Türkiye'nin en iyi haber sitesi
BÜNYAMİN BEZCİ

Sol Popülizmin Cool Hali: Türkiye İşçi Partisi

Sol popülizm, sınıf bilincinden yoksun bir anti-elitizmdir. Sol popülizmin sokaktan çekilmiş, varoluşunu internet ekolojisinde gerçekleştiren hali de 2017 sonrası yeniden kurulan TİP olarak karşımızdadır. Bir taraftan daha etkili diğer taraftan daha zahmetsiz cool bir solculuk olarak Türk siyasetinin yeni bir fenomeni olarak dikkat çekmektedir. Aslında TİP'in görünürlüğünü sağlayan HDP'nin adını bile duymadığımız küçük sol partilere "Türkiyelileşme stratejisi" bağlamında parlamentoda yer açması olmuştur. TİP milletvekilleri bu fırsatı en iyi kullananlar arasında oldu. 1965 seçimleri sonrasında ilk TİP'in parlamento çatısı altındaki performansını hatırlatan sempatiyi sosyal medyanın sağladığı imkanlarla mümkün kıldılar. Fakat içinden çıktıkları kabuğu beğenmeyen bir tavırla aynı ittifakta yer aldıkları HDP ile beraber Yeşil Sol Parti (YSP) listelerine girmediler.

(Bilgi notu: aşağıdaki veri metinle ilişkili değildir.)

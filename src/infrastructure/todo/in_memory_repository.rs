//! In-memory todo repository implementation

use std::cmp::Reverse;
use std::collections::BTreeMap;
use std::sync::atomic::{AtomicI64, Ordering};
use std::sync::RwLock;

use async_trait::async_trait;

use crate::domain::todo::{NewTodo, Page, PageRequest, Todo, TodoId, TodoRepository};
use crate::domain::DomainError;

/// In-memory implementation of TodoRepository, for development and tests.
/// Ids come from a process-local sequence starting at 1.
#[derive(Debug)]
pub struct InMemoryTodoRepository {
    todos: RwLock<BTreeMap<TodoId, Todo>>,
    sequence: AtomicI64,
}

impl InMemoryTodoRepository {
    /// Creates a new empty repository
    pub fn new() -> Self {
        Self {
            todos: RwLock::new(BTreeMap::new()),
            sequence: AtomicI64::new(1),
        }
    }

    fn page_where<F>(&self, request: PageRequest, predicate: F) -> Result<Page<Todo>, DomainError>
    where
        F: Fn(&Todo) -> bool,
    {
        let todos = self
            .todos
            .read()
            .map_err(|_| DomainError::internal("Failed to acquire lock"))?;

        let mut matching: Vec<&Todo> = todos.values().filter(|&t| predicate(t)).collect();
        matching.sort_by_key(|t| Reverse((t.created_at(), t.id())));

        let total = matching.len() as u64;
        let offset = usize::try_from(request.offset()).unwrap_or(usize::MAX);

        let content = matching
            .into_iter()
            .skip(offset)
            .take(request.size as usize)
            .cloned()
            .collect();

        Ok(Page::new(content, total, request))
    }
}

impl Default for InMemoryTodoRepository {
    fn default() -> Self {
        Self::new()
    }
}

#[async_trait]
impl TodoRepository for InMemoryTodoRepository {
    async fn insert(&self, todo: NewTodo) -> Result<Todo, DomainError> {
        let mut todos = self
            .todos
            .write()
            .map_err(|_| DomainError::internal("Failed to acquire lock"))?;

        let id = TodoId::new(self.sequence.fetch_add(1, Ordering::SeqCst));
        let todo = todo.into_todo(id);

        todos.insert(id, todo.clone());
        Ok(todo)
    }

    async fn find_by_id(&self, id: TodoId) -> Result<Option<Todo>, DomainError> {
        let todos = self
            .todos
            .read()
            .map_err(|_| DomainError::internal("Failed to acquire lock"))?;

        Ok(todos.get(&id).cloned())
    }

    async fn save(&self, todo: Todo) -> Result<Todo, DomainError> {
        let mut todos = self
            .todos
            .write()
            .map_err(|_| DomainError::internal("Failed to acquire lock"))?;

        match todos.get_mut(&todo.id()) {
            Some(existing) => {
                *existing = todo.clone();
                Ok(todo)
            }
            None => Err(DomainError::not_found(todo.id())),
        }
    }

    async fn delete_by_id(&self, id: TodoId) -> Result<(), DomainError> {
        let mut todos = self
            .todos
            .write()
            .map_err(|_| DomainError::internal("Failed to acquire lock"))?;

        todos.remove(&id);
        Ok(())
    }

    async fn exists_by_id(&self, id: TodoId) -> Result<bool, DomainError> {
        let todos = self
            .todos
            .read()
            .map_err(|_| DomainError::internal("Failed to acquire lock"))?;

        Ok(todos.contains_key(&id))
    }

    async fn find_page(&self, request: PageRequest) -> Result<Page<Todo>, DomainError> {
        self.page_where(request, |_| true)
    }

    async fn find_page_by_completed(
        &self,
        completed: bool,
        request: PageRequest,
    ) -> Result<Page<Todo>, DomainError> {
        self.page_where(request, |t| t.completed() == completed)
    }

    async fn find_page_by_title_contains(
        &self,
        query: &str,
        request: PageRequest,
    ) -> Result<Page<Todo>, DomainError> {
        let needle = query.to_lowercase();
        self.page_where(request, |t| t.title().to_lowercase().contains(&needle))
    }

    async fn ping(&self) -> Result<(), DomainError> {
        Ok(())
    }
}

TİP'in YSP listelerinde HDP'in ısrarına rağmen yer almaktan imtina etmesi aslında HDP'in Türkiyelileşme stratejisini sıkıntıya sokmaktadır. Emek ve Özgürlük İttifakının seçim mahalli olarak HDP yerine YSP'yi tercih etmesi ise sadece kapatma davasından kaçınma ile açıklanamaz. YSP Türkiyelileşme stratejisinin bir aşaması olduğu kadar özellikle Batı kamuoyuna verilmesi gereken demokratiklik mesajıdır. TİP'in HDP ile aynı çatı altına girmektense adeta evin önündeki sundurmayı tercih etmesi mesajların ilki olan "Türkiyelileşme" iddiasının sınırlarını çizerken, Batı kamuoyuna verilen demokratikleşme mesajına ise ortak olunduğunun göstergesi olarak okunabilir. Bu arada Türk solunun demokratikliği laikçilik olarak anladığının altını da çizmek gerekiyor. Kemalistlik, anti-emperyalizm, sınıfsallık, devrim konularında her daim anlaşamasalar da laikçilik Türk solunun fraksiyonlarının ortak paydasıdır. Zira Türk solunun hassasiyeti eşitlikten ziyade özgürlüktür. Özgürlük ise onlar için daha ziyade seküler yaşam tarzının korunması demektir. Bu nedenle Türk solu sınıfsal olarak işçilerden daha çok yaşam tarzı hassasiyetine sahip beyaz yakalı orta sınıftan destek bulmaktadır.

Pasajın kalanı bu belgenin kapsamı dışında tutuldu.